* _WORK TASK_: The answer should be one number: the count of lines in the listing below with "usize" in them.

##########

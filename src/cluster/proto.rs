//! CBOR envelope helpers for wire-bound replica messages.
//!
//! Framing and delivery belong to the transport; this module only fixes the
//! payload shape so every transport ships the same bytes.

use std::convert::Infallible;

use bytes::Bytes;
use minicbor::data::Type;
use minicbor::{Decoder, Encoder};
use thiserror::Error;

use super::key::NodeId;
use super::log::LogEntry;
use super::message::ReplicaMessage;

pub const WIRE_VERSION: u32 = 1;

/// A replica message addressed to a peer node, tagged with the owning
/// channel so the receiver can route it.
#[derive(Clone, Debug, PartialEq)]
pub struct WireEnvelope {
    pub channel_id: String,
    pub channel_type: u8,
    pub to: NodeId,
    pub message: ReplicaMessage,
}

#[derive(Debug, Error)]
pub enum ProtoEncodeError {
    #[error("cbor: {0}")]
    Cbor(#[from] minicbor::encode::Error<Infallible>),

    #[error("message kind {0} is not wire-bound")]
    NotWire(&'static str),
}

#[derive(Debug, Error)]
pub enum ProtoDecodeError {
    #[error("cbor: {0}")]
    Cbor(#[from] minicbor::decode::Error),

    #[error("unsupported wire version {0}")]
    UnsupportedVersion(u32),

    #[error("unknown message type {0}")]
    UnknownMessageType(String),

    #[error("missing field {0}")]
    MissingField(&'static str),

    #[error("invalid field {field}: {reason}")]
    InvalidField {
        field: &'static str,
        reason: String,
    },
}

pub fn encode_envelope(envelope: &WireEnvelope) -> Result<Vec<u8>, ProtoEncodeError> {
    if !envelope.message.is_wire() {
        return Err(ProtoEncodeError::NotWire(envelope.message.kind()));
    }
    let mut buf = Vec::new();
    let mut enc = Encoder::new(&mut buf);
    enc.map(6)?;
    enc.str("v")?;
    enc.u32(WIRE_VERSION)?;
    enc.str("channel_id")?;
    enc.str(&envelope.channel_id)?;
    enc.str("channel_type")?;
    enc.u8(envelope.channel_type)?;
    enc.str("to")?;
    enc.u64(envelope.to)?;
    enc.str("type")?;
    enc.str(envelope.message.kind())?;
    enc.str("body")?;
    encode_body(&mut enc, &envelope.message)?;
    Ok(buf)
}

fn encode_body(
    enc: &mut Encoder<&mut Vec<u8>>,
    message: &ReplicaMessage,
) -> Result<(), ProtoEncodeError> {
    match message {
        ReplicaMessage::Sync { from, index } => {
            enc.map(2)?;
            enc.str("from")?;
            enc.u64(*from)?;
            enc.str("index")?;
            enc.u64(*index)?;
        }
        ReplicaMessage::SyncResp {
            from,
            term,
            prev_log_index,
            prev_log_term,
            committed_index,
            logs,
            trace_ids,
            span_ids,
        } => {
            enc.map(8)?;
            enc.str("from")?;
            enc.u64(*from)?;
            enc.str("term")?;
            enc.u32(*term)?;
            enc.str("prev_log_index")?;
            enc.u64(*prev_log_index)?;
            enc.str("prev_log_term")?;
            enc.u32(*prev_log_term)?;
            enc.str("committed_index")?;
            enc.u64(*committed_index)?;
            enc.str("logs")?;
            encode_logs(enc, logs)?;
            enc.str("trace_ids")?;
            enc.array(trace_ids.len() as u64)?;
            for id in trace_ids {
                enc.bytes(id)?;
            }
            enc.str("span_ids")?;
            enc.array(span_ids.len() as u64)?;
            for id in span_ids {
                enc.bytes(id)?;
            }
        }
        ReplicaMessage::Vote {
            from,
            term,
            last_log_index,
            last_log_term,
        } => {
            enc.map(4)?;
            enc.str("from")?;
            enc.u64(*from)?;
            enc.str("term")?;
            enc.u32(*term)?;
            enc.str("last_log_index")?;
            enc.u64(*last_log_index)?;
            enc.str("last_log_term")?;
            enc.u32(*last_log_term)?;
        }
        ReplicaMessage::VoteResp {
            from,
            term,
            granted,
        } => {
            enc.map(3)?;
            enc.str("from")?;
            enc.u64(*from)?;
            enc.str("term")?;
            enc.u32(*term)?;
            enc.str("granted")?;
            enc.bool(*granted)?;
        }
        ReplicaMessage::Heartbeat {
            from,
            term,
            committed_index,
        } => {
            enc.map(3)?;
            enc.str("from")?;
            enc.u64(*from)?;
            enc.str("term")?;
            enc.u32(*term)?;
            enc.str("committed_index")?;
            enc.u64(*committed_index)?;
        }
        ReplicaMessage::HeartbeatResp { from, term } => {
            enc.map(2)?;
            enc.str("from")?;
            enc.u64(*from)?;
            enc.str("term")?;
            enc.u32(*term)?;
        }
        other => return Err(ProtoEncodeError::NotWire(other.kind())),
    }
    Ok(())
}

fn encode_logs(
    enc: &mut Encoder<&mut Vec<u8>>,
    logs: &[LogEntry],
) -> Result<(), ProtoEncodeError> {
    enc.array(logs.len() as u64)?;
    for log in logs {
        enc.array(3)?;
        enc.u64(log.index)?;
        enc.u32(log.term)?;
        enc.bytes(&log.data)?;
    }
    Ok(())
}

pub fn decode_envelope(bytes: &[u8]) -> Result<WireEnvelope, ProtoDecodeError> {
    let mut dec = Decoder::new(bytes);
    let map_len = decode_map_len(&mut dec)?;

    let mut version = None;
    let mut channel_id = None;
    let mut channel_type = None;
    let mut to = None;
    let mut message_type: Option<String> = None;
    let mut body_span = None;

    for _ in 0..map_len {
        let key = dec.str()?;
        match key {
            "v" => version = Some(dec.u32()?),
            "channel_id" => channel_id = Some(dec.str()?.to_string()),
            "channel_type" => channel_type = Some(dec.u8()?),
            "to" => to = Some(dec.u64()?),
            "type" => message_type = Some(dec.str()?.to_string()),
            "body" => {
                let start = dec.position();
                dec.skip()?;
                body_span = Some((start, dec.position()));
            }
            _ => dec.skip()?,
        }
    }

    let version = version.ok_or(ProtoDecodeError::MissingField("v"))?;
    if version != WIRE_VERSION {
        return Err(ProtoDecodeError::UnsupportedVersion(version));
    }
    let channel_id = channel_id.ok_or(ProtoDecodeError::MissingField("channel_id"))?;
    let channel_type = channel_type.ok_or(ProtoDecodeError::MissingField("channel_type"))?;
    let to = to.ok_or(ProtoDecodeError::MissingField("to"))?;
    let message_type = message_type.ok_or(ProtoDecodeError::MissingField("type"))?;
    let (start, end) = body_span.ok_or(ProtoDecodeError::MissingField("body"))?;

    let message = decode_body(&message_type, &bytes[start..end])?;

    Ok(WireEnvelope {
        channel_id,
        channel_type,
        to,
        message,
    })
}

fn decode_body(message_type: &str, bytes: &[u8]) -> Result<ReplicaMessage, ProtoDecodeError> {
    let mut dec = Decoder::new(bytes);
    let map_len = decode_map_len(&mut dec)?;

    let mut from = 0u64;
    let mut term = 0u32;
    let mut index = 0u64;
    let mut prev_log_index = 0u64;
    let mut prev_log_term = 0u32;
    let mut committed_index = 0u64;
    let mut last_log_index = 0u64;
    let mut last_log_term = 0u32;
    let mut granted = false;
    let mut logs = Vec::new();
    let mut trace_ids = Vec::new();
    let mut span_ids = Vec::new();

    for _ in 0..map_len {
        let key = dec.str()?;
        match key {
            "from" => from = dec.u64()?,
            "term" => term = dec.u32()?,
            "index" => index = dec.u64()?,
            "prev_log_index" => prev_log_index = dec.u64()?,
            "prev_log_term" => prev_log_term = dec.u32()?,
            "committed_index" => committed_index = dec.u64()?,
            "last_log_index" => last_log_index = dec.u64()?,
            "last_log_term" => last_log_term = dec.u32()?,
            "granted" => granted = dec.bool()?,
            "logs" => logs = decode_logs(&mut dec)?,
            "trace_ids" => trace_ids = decode_fixed_bytes::<16>(&mut dec, "trace_ids")?,
            "span_ids" => span_ids = decode_fixed_bytes::<8>(&mut dec, "span_ids")?,
            _ => dec.skip()?,
        }
    }

    if from == 0 {
        return Err(ProtoDecodeError::MissingField("from"));
    }

    let message = match message_type {
        "sync" => ReplicaMessage::Sync { from, index },
        "sync_resp" => ReplicaMessage::SyncResp {
            from,
            term,
            prev_log_index,
            prev_log_term,
            committed_index,
            logs,
            trace_ids,
            span_ids,
        },
        "vote" => ReplicaMessage::Vote {
            from,
            term,
            last_log_index,
            last_log_term,
        },
        "vote_resp" => ReplicaMessage::VoteResp {
            from,
            term,
            granted,
        },
        "heartbeat" => ReplicaMessage::Heartbeat {
            from,
            term,
            committed_index,
        },
        "heartbeat_resp" => ReplicaMessage::HeartbeatResp { from, term },
        other => return Err(ProtoDecodeError::UnknownMessageType(other.to_string())),
    };
    Ok(message)
}

fn decode_logs(dec: &mut Decoder<'_>) -> Result<Vec<LogEntry>, ProtoDecodeError> {
    let len = decode_array_len(dec, "logs")?;
    let mut logs = Vec::with_capacity(len.min(1024) as usize);
    for _ in 0..len {
        let entry_len = decode_array_len(dec, "logs")?;
        if entry_len != 3 {
            return Err(ProtoDecodeError::InvalidField {
                field: "logs",
                reason: format!("log entry has {entry_len} elements, want 3"),
            });
        }
        let index = dec.u64()?;
        let term = dec.u32()?;
        let data = Bytes::copy_from_slice(dec.bytes()?);
        logs.push(LogEntry::new(index, term, data));
    }
    Ok(logs)
}

fn decode_fixed_bytes<const N: usize>(
    dec: &mut Decoder<'_>,
    field: &'static str,
) -> Result<Vec<[u8; N]>, ProtoDecodeError> {
    let len = decode_array_len(dec, field)?;
    let mut ids = Vec::with_capacity(len.min(1024) as usize);
    for _ in 0..len {
        let raw = dec.bytes()?;
        let id: [u8; N] = raw.try_into().map_err(|_| ProtoDecodeError::InvalidField {
            field,
            reason: format!("want {N} bytes, got {}", raw.len()),
        })?;
        ids.push(id);
    }
    Ok(ids)
}

fn decode_map_len(dec: &mut Decoder<'_>) -> Result<u64, ProtoDecodeError> {
    if dec.datatype()? != Type::Map {
        return Err(ProtoDecodeError::InvalidField {
            field: "envelope",
            reason: "expected map".to_string(),
        });
    }
    dec.map()?.ok_or(ProtoDecodeError::InvalidField {
        field: "envelope",
        reason: "indefinite-length map".to_string(),
    })
}

fn decode_array_len(dec: &mut Decoder<'_>, field: &'static str) -> Result<u64, ProtoDecodeError> {
    dec.array()?.ok_or(ProtoDecodeError::InvalidField {
        field,
        reason: "indefinite-length array".to_string(),
    })
}

#[cfg(test)]
mod tests {
    use super::*;

    #[test]
    fn sync_resp_carries_logs_and_trace_ids() {
        let envelope = WireEnvelope {
            channel_id: "general".to_string(),
            channel_type: 2,
            to: 3,
            message: ReplicaMessage::SyncResp {
                from: 1,
                term: 4,
                prev_log_index: 10,
                prev_log_term: 3,
                committed_index: 9,
                logs: vec![LogEntry::new(11, 4, Bytes::from_static(b"hello"))],
                trace_ids: vec![[7u8; 16]],
                span_ids: vec![[9u8; 8]],
            },
        };
        let bytes = encode_envelope(&envelope).unwrap();
        let decoded = decode_envelope(&bytes).unwrap();
        assert_eq!(decoded, envelope);
    }

    #[test]
    fn local_kinds_are_rejected() {
        let envelope = WireEnvelope {
            channel_id: "general".to_string(),
            channel_type: 2,
            to: 3,
            message: ReplicaMessage::StoreAppendResp { index: 5 },
        };
        assert!(matches!(
            encode_envelope(&envelope),
            Err(ProtoEncodeError::NotWire("store_append_resp"))
        ));
    }

    #[test]
    fn unknown_type_is_a_decode_error() {
        let envelope = WireEnvelope {
            channel_id: "general".to_string(),
            channel_type: 2,
            to: 3,
            message: ReplicaMessage::Heartbeat {
                from: 1,
                term: 1,
                committed_index: 0,
            },
        };
        let bytes = encode_envelope(&envelope).unwrap();
        let text = b"heartbeat";
        let pos = bytes
            .windows(text.len())
            .position(|window| window == text)
            .unwrap();
        let mut mangled = bytes.clone();
        mangled[pos..pos + text.len()].copy_from_slice(b"heartbeXt");
        assert!(matches!(
            decode_envelope(&mangled),
            Err(ProtoDecodeError::UnknownMessageType(_))
        ));
    }

    #[test]
    fn truncated_payload_is_a_cbor_error() {
        let envelope = WireEnvelope {
            channel_id: "general".to_string(),
            channel_type: 2,
            to: 2,
            message: ReplicaMessage::Sync { from: 3, index: 12 },
        };
        let bytes = encode_envelope(&envelope).unwrap();
        assert!(decode_envelope(&bytes[..bytes.len() / 2]).is_err());
    }
}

##########

* _ANSWER SECTION_: 3